Stored data
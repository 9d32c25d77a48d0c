//! Terminal rendering of run results
//!
//! Produces the summary table, the per-bundle result tree and the compact
//! icon line. Output uses `\r\n` line breaks, which editor output channels
//! and terminals both accept.

use crate::results::{BundleResult, SpecResult, SpecStatus, SuiteResult, TestResult};
use chrono::DateTime;
use colored::*;

const NL: &str = "\r\n";
const CELL_WIDTH: usize = 10;
const ICON_LIMIT: i64 = 30;

/// Column headers of the summary table
pub const SUMMARY_HEADER: [&str; 7] = ["Passed", "Failed", "Errored", "Skipped", "Bundles", "Suites", "Specs"];

/// Draw a one-row table with double-line borders.
///
/// Cells are a leading space plus the value, padded to 10 characters.
/// Longer values widen their cell and break the border alignment.
pub fn draw_table<T: ToString>(header: &[&str], data: &[T]) -> String {
    let bar = "═".repeat(CELL_WIDTH);
    let bars = vec![bar; header.len()];
    let row = |cells: Vec<String>| {
        let cells: Vec<String> = cells
            .into_iter()
            .map(|cell| format!("{:<width$}", format!(" {}", cell), width = CELL_WIDTH))
            .collect();
        format!("║{}║", cells.join("║"))
    };

    [
        format!("╔{}╗", bars.join("╦")),
        row(header.iter().map(|h| h.to_string()).collect()),
        format!("╠{}╣", bars.join("╬")),
        row(data.iter().map(ToString::to_string).collect()),
        format!("╚{}╝", bars.join("╩")),
    ]
    .join(NL)
}

/// One glyph per passed/failed/errored/skipped spec, or glyph plus count
/// past 30. A negative error total still shows a single error glyph.
pub fn icon_summary(result: &TestResult) -> String {
    let mut out = String::new();
    let mut group = |icon: &str, count: i64| {
        if count > ICON_LIMIT {
            out.push_str(&format!("{}({}) ", icon, count));
        } else if count > 0 {
            out.push_str(&icon.repeat(count as usize));
            out.push(' ');
        }
    };

    group("✅", result.total_pass.max(0));
    group("❌", result.total_fail.max(0));
    if result.total_error < 0 {
        group("⚠️", 1);
    } else {
        group("⚠️", result.total_error);
    }
    group("-", result.total_skipped.max(0));

    out.trim().to_string()
}

fn prefix(status: SpecStatus) -> ColoredString {
    match status {
        SpecStatus::Failed => "X ".red(),
        SpecStatus::Errored => "!! ".red(),
        SpecStatus::Skipped => "- ".blue(),
        SpecStatus::Passed | SpecStatus::Unknown => "√ ".green(),
    }
}

/// Render a whole run: summary table, bundles, footer and legend.
pub fn render_result(result: &TestResult) -> String {
    let mut out = String::from(NL);

    let table = draw_table(
        &SUMMARY_HEADER,
        &[
            result.total_pass,
            result.total_fail,
            result.total_error,
            result.total_skipped,
            result.total_bundles,
            result.total_suites,
            result.total_specs,
        ],
    );
    let table = if result.total_fail != 0 || result.total_error != 0 {
        table.red()
    } else if result.total_skipped != 0 && result.total_pass == 0 {
        table.blue()
    } else {
        table.green()
    };
    out.push_str(&format!("{}{}", table.bold(), NL));

    for bundle in &result.bundles {
        render_bundle(&mut out, bundle);
    }

    let labels = if result.labels.is_empty() {
        "---".to_string()
    } else {
        result.labels.join(", ")
    };
    out.push_str(&format!("{}\t\t{}{}", "TestBox".bold(), result.version, NL));
    out.push_str(&format!(
        "{}\t{} v{}{}",
        "CFML Engine".bold(),
        result.cfml_engine,
        result.cfml_engine_version,
        NL
    ));
    out.push_str(&format!("{}\t{}ms{}", "Duration".bold(), result.total_duration, NL));
    if let Some(started) = DateTime::from_timestamp_millis(result.start_time).filter(|_| result.start_time > 0) {
        out.push_str(&format!("{}\t\t{}{}", "Started".bold(), started.format("%Y-%m-%d %H:%M:%S UTC"), NL));
    }
    out.push_str(&format!("{}\t\t{}{}", "Labels".bold(), labels, NL));
    out.push_str(NL);
    out.push_str(&format!(
        "{}Passed  {}Skipped  {}Exception/Error  {}Failure{}",
        prefix(SpecStatus::Passed),
        prefix(SpecStatus::Skipped),
        prefix(SpecStatus::Errored),
        prefix(SpecStatus::Failed),
        NL
    ));
    out
}

fn render_bundle(out: &mut String, bundle: &BundleResult) {
    // Nothing ran in this bundle
    if bundle.total_suites == 0 && bundle.total_specs == 0 {
        return;
    }

    let status = if bundle.total_fail > 0 || bundle.total_error > 0 {
        SpecStatus::Failed
    } else {
        SpecStatus::Passed
    };
    let title = format!("{}{} ({} ms)", prefix(status), bundle.name, bundle.total_duration);
    out.push_str(&format!("{}{}", title.bold(), NL));
    out.push_str(&format!(
        "[Passed: {}] [Failed: {}] [Errors: {}] [Skipped: {}] [Suites/Specs: {}/{}]{}{}",
        bundle.total_pass,
        bundle.total_fail,
        bundle.total_error,
        bundle.total_skipped,
        bundle.total_suites,
        bundle.total_specs,
        NL,
        NL
    ));

    for suite in &bundle.suites {
        render_suite(out, suite, 1);
        out.push_str(NL);
        out.push_str(NL);
    }
}

fn render_suite(out: &mut String, suite: &SuiteResult, depth: usize) {
    let indent = " ".repeat(depth);
    out.push_str(&format!(
        "{}{}{} ( {} ms){}",
        indent,
        prefix(suite.status),
        suite.name,
        suite.total_duration,
        NL
    ));
    for child in &suite.suites {
        render_suite(out, child, depth + 1);
    }
    for spec in &suite.specs {
        render_spec(out, spec, depth + 1);
    }
}

fn render_spec(out: &mut String, spec: &SpecResult, depth: usize) {
    let indent = " ".repeat(depth);
    out.push_str(&format!(
        "{}{}{} ( {} ms){}",
        indent,
        prefix(spec.status),
        spec.name,
        spec.total_duration,
        NL
    ));
    if spec.status == SpecStatus::Failed {
        let failure = format!("-> Failure: {}", spec.fail_message);
        out.push_str(&format!("{} {}{}", indent, failure.red(), NL));
    }
}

▶ [Activity]:
Give again exactly, and only, the lines above starting at the one with "const CELL_WIDTH: usize = 10;" and ending at the one with "the border alignment.".

▶ [Answer to this task]:
const CELL_WIDTH: usize = 10;
const ICON_LIMIT: i64 = 30;

/// Column headers of the summary table
pub const SUMMARY_HEADER: [&str; 7] = ["Passed", "Failed", "Errored", "Skipped", "Bundles", "Suites", "Specs"];

/// Draw a one-row table with double-line borders.
///
/// Cells are a leading space plus the value, padded to 10 characters.
/// Longer values widen their cell and break the border alignment.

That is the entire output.